*** Opening of Exercise input ***

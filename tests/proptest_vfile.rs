//! Randomized round-trip coverage for [`vefs::VirtualFile`] reads/writes,
//! in the style of the aero-storage corpus's disk-image property tests:
//! bounded random byte buffers at bounded random offsets, checked for an
//! exact round trip rather than exhaustive encode/decode grids.

use proptest::prelude::*;

use vefs::index::OpenFlags;
use vefs::{Archive, ArchiveConfig};

const MAX_LEN: usize = 8192;
const MAX_OFFSET: u64 = 4 * 32736;

fn config() -> ArchiveConfig {
    ArchiveConfig::default().with_growth_chunk_sectors(4).with_io_pool_size(4)
}

proptest! {
    #![proptest_config(ProptestConfig {
        cases: 32,
        failure_persistence: None,
        .. ProptestConfig::default()
    })]

    #[test]
    fn write_then_read_round_trips_at_random_offset(
        offset in 0..MAX_OFFSET,
        data in prop::collection::vec(any::<u8>(), 1..MAX_LEN),
    ) {
        let dir = tempfile::tempdir().unwrap();
        let path = dir.path().join("a.vefs");
        let archive = Archive::create(&path, &[0u8; 32], config()).unwrap();
        let file = archive.open_file("/p", OpenFlags::CREATE | OpenFlags::WRITE).unwrap();

        file.write(&data, offset).unwrap();
        let mut out = vec![0u8; data.len()];
        let n = file.read(&mut out, offset).unwrap();

        prop_assert_eq!(n, data.len());
        prop_assert_eq!(out, data);
    }
}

*** Close of Exercise input ***

- [Your goal]:
Every line above that includes the string "vefs" needs to be copied.

- [Your response]:
//! Randomized round-trip coverage for [`vefs::VirtualFile`] reads/writes,
use vefs::index::OpenFlags;
use vefs::{Archive, ArchiveConfig};
        let path = dir.path().join("a.vefs");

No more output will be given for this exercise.